Jakarta – Deputi IV Kepala Staf Kepresidenan Juri Ardiantoro mengaku tidak pernah meragukan keaslian ijazah Presiden Joko Widodo (Jokowi). Sebab, dirinya merupakan pelaku atas proses validasi keabsahan berkas-berkas Presiden Jokowi, termasuk ijazah. Yakni, saat Jokowi mendaftarkan diri sebagai calon Gubernur DKI Jakarta tahun 2012, dan sebagai calon Presiden Tahun 2014.
“Pada saat pak Jokowi mendaftar sebagai calon gubernur DKI saya menjadi Ketua KPU provinsi DKI. Dan saat beliau mendaftar sebagai Capres, saya menjadi Komisioner KPU RI,” beber Juri Ardiantoro, di gedung Bina Graha Jakarta, Senin (17/10).
Juri menegaskan, dalam dua peristiwa tersebut, KPU sebagai institusi yang menerima dan memeriksa dokumen yang diajukan, telah melakukan verifikasi lapangan termasuk membuka dan menerima pengaduan publik bagi calon-calon yang mendaftar.
“Hasil dari pemeriksaan, verifikasi, dan tidak adanya aduan publik, saat itu KPU memutuskan tidak ada keraguan bahwa dokumen-dokumen yang diajukan memenuhi syarat alias asli. Termasuk dokumen ijazah,” kata Juri.
Juri menilai, adanya tuduhan dan gugatan terhadap keaslian ijazah Presiden Jokowi oleh Bambang Tri Mulyono dan pihak-pihak lain, sejatinya bukan hanya persoalan ijazah. Namun, ingin membuat kegaduhan dan tidak peduli Indonesia tenang. Bahkan, sambung dia, mereka juga tidak peduli terhadap usaha-usaha pemerintah di bawah kepemimpinan Presiden Jokowi, yang telah berhasil bangkit dari berbagai kesulitan akibat pandemi dan mendapat pengakuan dunia.
“Sekali lagi, ini bukan soal Ijazah, mereka sengaja menganggu Pak Jokowi. Karena saya yakin
Bambang Tri Mulyono dan pihak-pihak lain yang ikut mengamplifikasi tuduhan itu, sebenarnya tahu bahwa ijazah pak Jokowi asli,” tandasnya.
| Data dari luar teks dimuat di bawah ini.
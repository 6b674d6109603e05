//! Client options.
//!
//! Options can be set through [`ClientConfigBuilder`](super::ClientConfigBuilder)
//! or read from a JSON object with [`ClientOptions::from_value`]. Unknown keys
//! are ignored.

use serde::{Deserialize, Serialize};

use crate::auth::oauth::HashAlgorithm;
use crate::error::ConfigError;

/// Default connect/read timeout in seconds.
pub const DEFAULT_TIMEOUT_SECS: u64 = 30;

/// Tunable client behavior.
///
/// # Defaults
///
/// - `debug`: `false`
/// - `return_as_array`: `false`
/// - `validate_url`: `false`
/// - `timeout`: 30 seconds (`0` disables the timeout)
/// - `ssl_verify`: `false`
/// - `hash_algorithm`: [`HashAlgorithm::Sha256`]
///
/// # Example
///
/// ```rust
/// use woocommerce_api::ClientOptions;
///
/// let options = ClientOptions::from_value(serde_json::json!({
///     "debug": true,
///     "timeout": 10,
///     "unknown_key": "ignored",
/// }))
/// .unwrap();
///
/// assert!(options.debug);
/// assert_eq!(options.timeout, 10);
/// ```
#[derive(Clone, Debug, PartialEq, Eq, Serialize, Deserialize)]
#[serde(default)]
pub struct ClientOptions {
    /// Include the request/response envelope in successful results.
    #[serde(alias = "verbose_mode")]
    pub debug: bool,
    /// Associative decode mode. Both modes decode to `serde_json::Value`.
    pub return_as_array: bool,
    /// Probe the API index when connecting.
    pub validate_url: bool,
    /// Connect and read timeout, in seconds.
    pub timeout: u64,
    /// Verify the remote TLS certificate.
    pub ssl_verify: bool,
    /// Hash used for OAuth 1.0a signatures.
    pub hash_algorithm: HashAlgorithm,
}

impl Default for ClientOptions {
    fn default() -> Self {
        Self {
            debug: false,
            return_as_array: false,
            validate_url: false,
            timeout: DEFAULT_TIMEOUT_SECS,
            ssl_verify: false,
            hash_algorithm: HashAlgorithm::default(),
        }
    }
}

impl ClientOptions {
    /// Reads options from a JSON object.
    ///
    /// # Errors
    ///
    /// Returns [`ConfigError::InvalidOptions`] if a recognized key has a value
    /// of the wrong type, or if `value` is not an object.
    pub fn from_value(value: serde_json::Value) -> Result<Self, ConfigError> {
        if value.is_null() {
            return Ok(Self::default());
        }
        serde_json::from_value(value).map_err(|e| ConfigError::InvalidOptions {
            reason: e.to_string(),
        })
    }
}
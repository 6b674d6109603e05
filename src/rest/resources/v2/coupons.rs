//! Coupons endpoint (`coupons`).

use std::fmt::Display;
use std::sync::Arc;

use serde_json::Value;

use crate::clients::{ApiClient, ApiError, ApiResponse, ParameterSet};
use crate::rest::{encode_segment, force_param, segment, Resource};

/// Builder for the `coupons` endpoint; bodies are wrapped under `coupon`.
#[derive(Clone, Debug)]
pub struct Coupons {
    resource: Resource,
}

impl Coupons {
    /// Creates the builder.
    #[must_use]
    pub fn new(client: Arc<ApiClient>) -> Self {
        Self {
            resource: Resource::new("coupons", "coupon", client),
        }
    }

    /// Gets one coupon, or lists coupons when `id` is `None`.
    ///
    /// # Errors
    ///
    /// Returns [`ApiError`] if the call fails.
    pub async fn get(
        &self,
        id: Option<impl Display>,
        params: Option<ParameterSet>,
    ) -> Result<ApiResponse, ApiError> {
        self.resource.get(&[segment(id)], params).await
    }

    /// Gets a coupon by its code. The code is percent-encoded.
    ///
    /// # Errors
    ///
    /// Returns [`ApiError`] if the call fails.
    pub async fn get_by_code(
        &self,
        code: &str,
        params: Option<ParameterSet>,
    ) -> Result<ApiResponse, ApiError> {
        self.resource
            .get(&["code".to_string(), encode_segment(code)], params)
            .await
    }

    /// Creates a coupon.
    ///
    /// # Errors
    ///
    /// Returns [`ApiError`] if the call fails.
    pub async fn create(&self, data: Value) -> Result<ApiResponse, ApiError> {
        self.resource.post(&[], data).await
    }

    /// Updates a coupon.
    ///
    /// # Errors
    ///
    /// Returns [`ApiError`] if the call fails.
    pub async fn update(&self, id: impl Display, data: Value) -> Result<ApiResponse, ApiError> {
        self.resource.put(&[id.to_string()], data).await
    }

    /// Deletes a coupon; `force` skips the trash.
    ///
    /// # Errors
    ///
    /// Returns [`ApiError`] if the call fails.
    pub async fn delete(&self, id: impl Display, force: bool) -> Result<ApiResponse, ApiError> {
        self.resource
            .delete(&[id.to_string()], Some(force_param(force)))
            .await
    }

    /// Counts coupons.
    ///
    /// # Errors
    ///
    /// Returns [`ApiError`] if the call fails.
    pub async fn count(&self, params: Option<ParameterSet>) -> Result<ApiResponse, ApiError> {
        self.resource.get(&["count".to_string()], params).await
    }
}
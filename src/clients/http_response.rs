//! HTTP response types for the WooCommerce API client.
//!
//! This module provides [`HttpResponse`], the raw response captured for each
//! call, together with header parsing and the JSON body repair applied
//! before decoding.

use std::collections::BTreeMap;

use serde::Serialize;

/// A response header value; repeated headers collapse into `Multiple`.
#[derive(Clone, Debug, PartialEq, Eq, Serialize)]
#[serde(untagged)]
pub enum HeaderValue {
    /// The header appeared once.
    Single(String),
    /// The header appeared more than once, in order of appearance.
    Multiple(Vec<String>),
}

impl HeaderValue {
    /// Returns the first value.
    #[must_use]
    pub fn first(&self) -> &str {
        match self {
            Self::Single(value) => value,
            Self::Multiple(values) => values.first().map_or("", String::as_str),
        }
    }

    /// Returns every value in order.
    #[must_use]
    pub fn values(&self) -> Vec<&str> {
        match self {
            Self::Single(value) => vec![value.as_str()],
            Self::Multiple(values) => values.iter().map(String::as_str).collect(),
        }
    }

    fn push(&mut self, value: String) {
        match self {
            Self::Single(first) => {
                *self = Self::Multiple(vec![std::mem::take(first), value]);
            }
            Self::Multiple(values) => values.push(value),
        }
    }
}

/// Response headers keyed by name, as received (no case folding).
///
/// [`ResponseHeaders::parse_raw`] keeps names exactly as written. Headers
/// captured by the dispatcher come through `reqwest`, which lowercases
/// names, so the debug envelope shows `content-type`, not `Content-Type`.
#[derive(Clone, Debug, Default, PartialEq, Eq, Serialize)]
#[serde(transparent)]
pub struct ResponseHeaders(BTreeMap<String, HeaderValue>);

impl ResponseHeaders {
    /// Creates an empty header map.
    #[must_use]
    pub fn new() -> Self {
        Self::default()
    }

    /// Adds a header value; a repeated name keeps every value.
    pub fn append(&mut self, name: impl Into<String>, value: impl Into<String>) {
        let (name, value) = (name.into(), value.into());
        if let Some(existing) = self.0.get_mut(&name) {
            existing.push(value);
        } else {
            self.0.insert(name, HeaderValue::Single(value));
        }
    }

    /// Parses a raw header block.
    ///
    /// Lines are separated by `\n` or `\r\n`; folded continuation lines are
    /// joined. Status lines (`HTTP/...`) and lines without a colon are
    /// skipped. Each remaining line is split on its first colon and the
    /// value is trimmed.
    ///
    /// ```rust
    /// use woocommerce_api::clients::ResponseHeaders;
    ///
    /// let headers = ResponseHeaders::parse_raw(
    ///     "HTTP/1.1 200 OK\r\nSet-Cookie: a=1\r\nSet-Cookie: b=2\r\nX-WC-Total: 5\r\n\r\n",
    /// );
    /// assert_eq!(headers.get("X-WC-Total").unwrap().first(), "5");
    /// assert_eq!(headers.get("Set-Cookie").unwrap().values(), vec!["a=1", "b=2"]);
    /// ```
    #[must_use]
    pub fn parse_raw(raw: &str) -> Self {
        let unfolded = raw
            .replace("\r\n", "\n")
            .replace("\n ", " ")
            .replace("\n\t", " ");

        let mut headers = Self::new();
        for line in unfolded.split('\n').filter(|line| !line.is_empty()) {
            if line.starts_with("HTTP/") {
                continue;
            }
            if let Some((name, value)) = line.split_once(':') {
                headers.append(name, value.trim());
            }
        }
        headers
    }

    /// Collects headers from a transport header map.
    #[must_use]
    pub fn from_header_map(map: &reqwest::header::HeaderMap) -> Self {
        let mut headers = Self::new();
        for (name, value) in map {
            headers.append(
                name.as_str(),
                String::from_utf8_lossy(value.as_bytes()).into_owned(),
            );
        }
        headers
    }

    /// Returns the value for a header name, matched exactly.
    #[must_use]
    pub fn get(&self, name: &str) -> Option<&HeaderValue> {
        self.0.get(name)
    }

    /// Returns the number of distinct header names.
    #[must_use]
    pub fn len(&self) -> usize {
        self.0.len()
    }

    /// Returns `true` if no headers were captured.
    #[must_use]
    pub fn is_empty(&self) -> bool {
        self.0.is_empty()
    }
}

/// A raw response captured from the transport.
#[derive(Clone, Debug, PartialEq, Serialize)]
pub struct HttpResponse {
    /// The HTTP status code.
    pub code: u16,
    /// Response headers.
    pub headers: ResponseHeaders,
    /// The raw response body.
    pub body: String,
    /// Wall-clock time around the request, in seconds.
    #[serde(skip)]
    pub duration: f64,
}

impl HttpResponse {
    /// Creates a response from its parts.
    #[must_use]
    pub const fn new(code: u16, headers: ResponseHeaders, body: String, duration: f64) -> Self {
        Self {
            code,
            headers,
            body,
            duration,
        }
    }

    /// Returns `true` for the statuses treated as success: 200, 201 and 202.
    #[must_use]
    pub const fn is_ok(&self) -> bool {
        matches!(self.code, 200..=202)
    }

    /// Decodes the body after [`repair`](extract_json_object).
    #[must_use]
    pub fn parsed_body(&self) -> Option<serde_json::Value> {
        extract_json_object(&self.body)
    }
}

/// Decodes the substring between the first `{` and the last `}` of `raw`.
///
/// Plugins and caches sometimes print warnings or HTML comments around the
/// JSON payload; only the outermost object is decoded. Returns `None` when
/// no such substring decodes.
///
/// ```rust
/// use woocommerce_api::clients::extract_json_object;
///
/// let value = extract_json_object("<!-- cache notice -->{\"foo\":1}").unwrap();
/// assert_eq!(value, serde_json::json!({"foo": 1}));
/// assert!(extract_json_object("not json at all").is_none());
/// ```
#[must_use]
pub fn extract_json_object(raw: &str) -> Option<serde_json::Value> {
    let start = raw.find('{')?;
    let end = raw.rfind('}')?;
    if end < start {
        return None;
    }
    serde_json::from_str(&raw[start..=end]).ok()
}
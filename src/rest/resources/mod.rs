//! Endpoint builders, organized by API version.
//!
//! ```text
//! resources/
//!   mod.rs     <- This file (re-exports the current version)
//!   v2/
//!     mod.rs   <- Version-specific builders
//! ```
//!
//! Builders for the current version are re-exported here:
//!
//! ```rust,ignore
//! use woocommerce_api::rest::resources::Orders;      // current version
//! use woocommerce_api::rest::resources::v2::Orders;  // explicit
//! ```

pub mod v2;

pub use v2::*;
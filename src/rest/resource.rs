//! Shared base for endpoint builders.
//!
//! Every builder wraps a [`Resource`]: an endpoint (such as `orders`), the
//! object namespace its create and update bodies are nested under (such as
//! `order`), and the shared [`ApiClient`].
//!
//! # Conventions
//!
//! - Bodies are wrapped as `{"<namespace>": body}` unless the namespace is
//!   empty, the body already has the namespace key, or the body is empty.
//! - GET and DELETE calls send parameters only; POST and PUT send the body
//!   and any parameters.
//! - A `force` flag is sent as the string `true` or `false`.

use std::sync::Arc;

use serde_json::Value;

use crate::clients::{ApiClient, ApiError, ApiResponse, HttpMethod, ParameterSet, RequestData};
use crate::rest::build_path;

/// An endpoint and object namespace bound to a client.
#[derive(Clone, Debug)]
pub struct Resource {
    endpoint: String,
    namespace: String,
    client: Arc<ApiClient>,
}

impl Resource {
    /// Creates a resource for `endpoint`, wrapping bodies under `namespace`.
    #[must_use]
    pub fn new(
        endpoint: impl Into<String>,
        namespace: impl Into<String>,
        client: Arc<ApiClient>,
    ) -> Self {
        Self {
            endpoint: endpoint.into(),
            namespace: namespace.into(),
            client,
        }
    }

    /// Returns the endpoint, e.g. `orders`.
    #[must_use]
    pub fn endpoint(&self) -> &str {
        &self.endpoint
    }

    /// Returns the object namespace, e.g. `order`.
    #[must_use]
    pub fn namespace(&self) -> &str {
        &self.namespace
    }

    /// Returns the shared client.
    #[must_use]
    pub fn client(&self) -> &Arc<ApiClient> {
        &self.client
    }

    /// Returns the path for `segments` under this endpoint.
    #[must_use]
    pub fn path(&self, segments: &[String]) -> String {
        build_path(&self.endpoint, segments)
    }

    /// Nests `body` under the object namespace.
    #[must_use]
    pub fn wrap_body(&self, body: Value) -> Value {
        if self.namespace.is_empty() || is_empty_body(&body) {
            return body;
        }
        if body.get(&self.namespace).is_some() {
            return body;
        }
        let mut wrapped = serde_json::Map::new();
        wrapped.insert(self.namespace.clone(), body);
        Value::Object(wrapped)
    }

    /// Sends a request to a path under this endpoint.
    ///
    /// # Errors
    ///
    /// Returns any [`ApiError`] from [`ApiClient::make_api_call`].
    pub async fn send(
        &self,
        method: HttpMethod,
        segments: &[String],
        params: Option<ParameterSet>,
        body: Option<Value>,
    ) -> Result<ApiResponse, ApiError> {
        let data = RequestData {
            params: params.unwrap_or_default(),
            body: if method.has_body() {
                body.map(|body| self.wrap_body(body))
            } else {
                None
            },
        };
        self.client
            .make_api_call(method, &self.path(segments), data)
            .await
    }

    /// Sends a GET request.
    ///
    /// # Errors
    ///
    /// Returns any [`ApiError`] from [`ApiClient::make_api_call`].
    pub async fn get(
        &self,
        segments: &[String],
        params: Option<ParameterSet>,
    ) -> Result<ApiResponse, ApiError> {
        self.send(HttpMethod::Get, segments, params, None).await
    }

    /// Sends a POST request with a namespaced body.
    ///
    /// # Errors
    ///
    /// Returns any [`ApiError`] from [`ApiClient::make_api_call`].
    pub async fn post(&self, segments: &[String], body: Value) -> Result<ApiResponse, ApiError> {
        self.send(HttpMethod::Post, segments, None, Some(body)).await
    }

    /// Sends a PUT request with a namespaced body.
    ///
    /// # Errors
    ///
    /// Returns any [`ApiError`] from [`ApiClient::make_api_call`].
    pub async fn put(&self, segments: &[String], body: Value) -> Result<ApiResponse, ApiError> {
        self.send(HttpMethod::Put, segments, None, Some(body)).await
    }

    /// Sends a DELETE request.
    ///
    /// # Errors
    ///
    /// Returns any [`ApiError`] from [`ApiClient::make_api_call`].
    pub async fn delete(
        &self,
        segments: &[String],
        params: Option<ParameterSet>,
    ) -> Result<ApiResponse, ApiError> {
        self.send(HttpMethod::Delete, segments, params, None).await
    }
}

/// Returns the `force` parameter for DELETE calls.
///
/// `false` is sent as the string `false`; WooCommerce reads it as falsy.
#[must_use]
pub fn force_param(force: bool) -> ParameterSet {
    ParameterSet::new().with("force", force)
}

fn is_empty_body(body: &Value) -> bool {
    match body {
        Value::Null => true,
        Value::Object(map) => map.is_empty(),
        Value::Array(items) => items.is_empty(),
        _ => false,
    }
}
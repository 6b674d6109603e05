//! Validated newtype wrappers for configuration values.
//!
//! This module provides type-safe wrappers around string values that validate
//! their contents on construction. Invalid values are rejected with clear error messages.

use crate::error::ConfigError;
use reqwest::Url;
use std::fmt;

/// Path appended to the store URL to reach the REST API.
pub const API_PATH: &str = "/wc-api/v2/";

/// A validated WooCommerce consumer key.
///
/// # Example
///
/// ```rust
/// use woocommerce_api::ConsumerKey;
///
/// let key = ConsumerKey::new("ck_abc").unwrap();
/// assert_eq!(key.as_str(), "ck_abc");
/// ```
#[derive(Clone, Debug, PartialEq, Eq)]
pub struct ConsumerKey(String);

impl ConsumerKey {
    /// Creates a new validated consumer key.
    ///
    /// # Errors
    ///
    /// Returns [`ConfigError::EmptyConsumerKey`] if the key is empty.
    pub fn new(key: impl Into<String>) -> Result<Self, ConfigError> {
        let key = key.into();
        if key.is_empty() {
            return Err(ConfigError::EmptyConsumerKey);
        }
        Ok(Self(key))
    }

    /// Returns the key as a string slice.
    #[must_use]
    pub fn as_str(&self) -> &str {
        &self.0
    }
}

impl AsRef<str> for ConsumerKey {
    fn as_ref(&self) -> &str {
        &self.0
    }
}

/// A validated WooCommerce consumer secret.
///
/// The `Debug` implementation masks the secret value, displaying only
/// `ConsumerSecret(*****)`.
///
/// ```rust
/// use woocommerce_api::ConsumerSecret;
///
/// let secret = ConsumerSecret::new("cs_abc").unwrap();
/// assert_eq!(format!("{:?}", secret), "ConsumerSecret(*****)");
/// ```
#[derive(Clone, PartialEq, Eq)]
pub struct ConsumerSecret(String);

impl ConsumerSecret {
    /// Creates a new validated consumer secret.
    ///
    /// # Errors
    ///
    /// Returns [`ConfigError::EmptyConsumerSecret`] if the secret is empty.
    pub fn new(secret: impl Into<String>) -> Result<Self, ConfigError> {
        let secret = secret.into();
        if secret.is_empty() {
            return Err(ConfigError::EmptyConsumerSecret);
        }
        Ok(Self(secret))
    }

    /// Returns the secret as a string slice.
    #[must_use]
    pub fn as_str(&self) -> &str {
        &self.0
    }
}

impl AsRef<str> for ConsumerSecret {
    fn as_ref(&self) -> &str {
        &self.0
    }
}

impl fmt::Debug for ConsumerSecret {
    fn fmt(&self, f: &mut fmt::Formatter<'_>) -> fmt::Result {
        f.write_str("ConsumerSecret(*****)")
    }
}

/// A validated store URL, e.g. `https://www.example.com/shop`.
///
/// A URL without a scheme defaults to `http`.
///
/// ```rust
/// use woocommerce_api::StoreUrl;
///
/// let url = StoreUrl::new("https://example.com/shop/").unwrap();
/// assert_eq!(url.api_url(), "https://example.com/shop/wc-api/v2/");
///
/// let url = StoreUrl::new("example.com").unwrap();
/// assert_eq!(url.api_url(), "http://example.com/wc-api/v2/");
/// ```
#[derive(Clone, Debug, PartialEq, Eq)]
pub struct StoreUrl {
    raw: String,
    url: Url,
}

impl StoreUrl {
    /// Creates a new validated store URL.
    ///
    /// # Errors
    ///
    /// Returns [`ConfigError::InvalidStoreUrl`] if the URL is empty, cannot be
    /// parsed, or has no host.
    pub fn new(url: impl Into<String>) -> Result<Self, ConfigError> {
        let raw = url.into().trim().to_string();
        let invalid = || ConfigError::InvalidStoreUrl { url: raw.clone() };

        if raw.is_empty() {
            return Err(invalid());
        }

        let with_scheme = if raw.contains("://") {
            raw.clone()
        } else {
            format!("http://{raw}")
        };

        let url = Url::parse(&with_scheme).map_err(|_| invalid())?;
        if url.host_str().map_or(true, str::is_empty) {
            return Err(invalid());
        }

        Ok(Self { raw, url })
    }

    /// Builds the API URL for this store.
    ///
    /// Keeps the scheme, host, explicit port and path (without trailing
    /// slashes), then appends the API path.
    #[must_use]
    pub fn api_url(&self) -> String {
        let scheme = self.url.scheme();
        let host = self.url.host_str().unwrap_or_default();
        let port = self.url.port().map(|p| format!(":{p}")).unwrap_or_default();
        let path = self.url.path().trim_end_matches('/');

        format!("{scheme}://{host}{port}{path}{API_PATH}")
    }

    /// Returns `true` if the store is reached over https.
    #[must_use]
    pub fn is_secure(&self) -> bool {
        self.url.scheme() == "https"
    }
}

impl AsRef<str> for StoreUrl {
    fn as_ref(&self) -> &str {
        &self.raw
    }
}

impl fmt::Display for StoreUrl {
    fn fmt(&self, f: &mut fmt::Formatter<'_>) -> fmt::Result {
        f.write_str(&self.raw)
    }
}
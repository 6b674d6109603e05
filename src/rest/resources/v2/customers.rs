//! Customers endpoint (`customers`).
//!
//! Besides CRUD, a customer's orders and downloads can be listed:
//!
//! ```rust,ignore
//! let customer = client.customers.get_by_email("john@example.com", None).await?;
//! let orders = client.customers.orders(42, None).await?;
//! ```

use std::fmt::Display;
use std::sync::Arc;

use serde_json::Value;

use crate::clients::{ApiClient, ApiError, ApiResponse, ParameterSet};
use crate::rest::{encode_segment, segment, Resource};

/// Builder for the `customers` endpoint; bodies are wrapped under `customer`.
#[derive(Clone, Debug)]
pub struct Customers {
    resource: Resource,
}

impl Customers {
    /// Creates the builder.
    #[must_use]
    pub fn new(client: Arc<ApiClient>) -> Self {
        Self {
            resource: Resource::new("customers", "customer", client),
        }
    }

    /// Gets one customer, or lists customers when `id` is `None`.
    ///
    /// # Errors
    ///
    /// Returns [`ApiError`] if the call fails.
    pub async fn get(
        &self,
        id: Option<impl Display>,
        params: Option<ParameterSet>,
    ) -> Result<ApiResponse, ApiError> {
        self.resource.get(&[segment(id)], params).await
    }

    /// Gets a customer by email address. The address is percent-encoded.
    ///
    /// # Errors
    ///
    /// Returns [`ApiError`] if the call fails.
    pub async fn get_by_email(
        &self,
        email: &str,
        params: Option<ParameterSet>,
    ) -> Result<ApiResponse, ApiError> {
        self.resource
            .get(&["email".to_string(), encode_segment(email)], params)
            .await
    }

    /// Creates a customer.
    ///
    /// # Errors
    ///
    /// Returns [`ApiError`] if the call fails.
    pub async fn create(&self, data: Value) -> Result<ApiResponse, ApiError> {
        self.resource.post(&[], data).await
    }

    /// Updates a customer.
    ///
    /// # Errors
    ///
    /// Returns [`ApiError`] if the call fails.
    pub async fn update(&self, id: impl Display, data: Value) -> Result<ApiResponse, ApiError> {
        self.resource.put(&[id.to_string()], data).await
    }

    /// Deletes a customer.
    ///
    /// # Errors
    ///
    /// Returns [`ApiError`] if the call fails.
    pub async fn delete(&self, id: impl Display) -> Result<ApiResponse, ApiError> {
        self.resource.delete(&[id.to_string()], None).await
    }

    /// Counts customers.
    ///
    /// # Errors
    ///
    /// Returns [`ApiError`] if the call fails.
    pub async fn count(&self, params: Option<ParameterSet>) -> Result<ApiResponse, ApiError> {
        self.resource.get(&["count".to_string()], params).await
    }

    /// Lists the orders of a customer.
    ///
    /// # Errors
    ///
    /// Returns [`ApiError`] if the call fails.
    pub async fn orders(
        &self,
        id: impl Display,
        params: Option<ParameterSet>,
    ) -> Result<ApiResponse, ApiError> {
        self.resource
            .get(&[id.to_string(), "orders".to_string()], params)
            .await
    }

    /// Lists the downloads available to a customer.
    ///
    /// # Errors
    ///
    /// Returns [`ApiError`] if the call fails.
    pub async fn downloads(
        &self,
        id: impl Display,
        params: Option<ParameterSet>,
    ) -> Result<ApiResponse, ApiError> {
        self.resource
            .get(&[id.to_string(), "downloads".to_string()], params)
            .await
    }
}
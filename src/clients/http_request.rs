//! HTTP request types for the WooCommerce API client.
//!
//! This module provides [`HttpMethod`], the [`ParameterSet`] used for query
//! parameters, the [`RequestData`] passed by endpoint builders, and the
//! [`HttpRequest`] built for each dispatched call.

use std::collections::BTreeMap;
use std::fmt;

use serde::ser::SerializeMap;
use serde::{Serialize, Serializer};

use crate::clients::errors::InvalidHttpRequestError;

/// HTTP methods supported by the WooCommerce API.
#[derive(Clone, Copy, Debug, PartialEq, Eq, Hash, Serialize)]
#[serde(rename_all = "UPPERCASE")]
pub enum HttpMethod {
    /// HTTP GET method for retrieving resources.
    Get,
    /// HTTP POST method for creating resources.
    Post,
    /// HTTP PUT method for updating resources.
    Put,
    /// HTTP DELETE method for removing resources.
    Delete,
}

impl HttpMethod {
    /// Returns the method name as sent on the wire, e.g. `GET`.
    #[must_use]
    pub const fn as_str(self) -> &'static str {
        match self {
            Self::Get => "GET",
            Self::Post => "POST",
            Self::Put => "PUT",
            Self::Delete => "DELETE",
        }
    }

    /// Returns `true` for methods that carry a JSON body.
    #[must_use]
    pub const fn has_body(self) -> bool {
        matches!(self, Self::Post | Self::Put)
    }
}

impl fmt::Display for HttpMethod {
    fn fmt(&self, f: &mut fmt::Formatter<'_>) -> fmt::Result {
        f.write_str(self.as_str())
    }
}

/// A query parameter value.
///
/// `Nested` values are sent as `key[sub]=value` pairs, which is how the API
/// expects `filter` arguments.
#[derive(Clone, Debug, PartialEq, Eq, Serialize)]
#[serde(untagged)]
pub enum ParamValue {
    /// A plain string value.
    Single(String),
    /// A mapping of sub-keys to values.
    Nested(BTreeMap<String, String>),
}

impl ParamValue {
    /// Returns the value if it is a plain string.
    #[must_use]
    pub fn as_str(&self) -> Option<&str> {
        match self {
            Self::Single(value) => Some(value),
            Self::Nested(_) => None,
        }
    }
}

impl From<&str> for ParamValue {
    fn from(value: &str) -> Self {
        Self::Single(value.to_string())
    }
}

impl From<String> for ParamValue {
    fn from(value: String) -> Self {
        Self::Single(value)
    }
}

impl From<&String> for ParamValue {
    fn from(value: &String) -> Self {
        Self::Single(value.clone())
    }
}

impl From<bool> for ParamValue {
    fn from(value: bool) -> Self {
        Self::Single(if value { "true" } else { "false" }.to_string())
    }
}

impl From<BTreeMap<String, String>> for ParamValue {
    fn from(value: BTreeMap<String, String>) -> Self {
        Self::Nested(value)
    }
}

macro_rules! impl_param_value_from_int {
    ($($ty:ty),*) => {
        $(
            impl From<$ty> for ParamValue {
                fn from(value: $ty) -> Self {
                    Self::Single(value.to_string())
                }
            }
        )*
    };
}

impl_param_value_from_int!(u32, u64, i32, i64, usize);

/// An insertion-ordered set of query parameters.
///
/// Inserting an existing key replaces its value in place.
///
/// # Example
///
/// ```rust
/// use woocommerce_api::clients::ParameterSet;
///
/// let params = ParameterSet::new()
///     .with("status", "processing")
///     .with_nested("filter", "limit", "10");
///
/// assert_eq!(
///     params.flatten(),
///     vec![
///         ("status".to_string(), "processing".to_string()),
///         ("filter[limit]".to_string(), "10".to_string()),
///     ]
/// );
/// ```
#[derive(Clone, Debug, Default, PartialEq, Eq)]
pub struct ParameterSet {
    entries: Vec<(String, ParamValue)>,
}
Pria kelahiran Brebes ini juga menyebut, bahwa isu ijazah palsu Presiden Jokowi sengaja digulirkan oleh Bambang Tri Mulyono dan pihak-pihak lain, karena mereka tidak ingin melihat kesuksesan Presiden dalam membawa kemajuan bagi Indonesia. Selain itu, bentuk kekhawatiran terhadap pengaruh Presiden Jokowi pada Pemilu 2024.
“Mereka khawatir terhadap kontestasi 2024. Di mana ketokohan dan keberhasilan pak Jokowi yang diyakini memiliki pengaruh yang sangat kuat dan menjadi kiblat pilihan politik masyarakat. Jadi sekali lagi, ini bukan soal ijazah saja,” pungkasnya.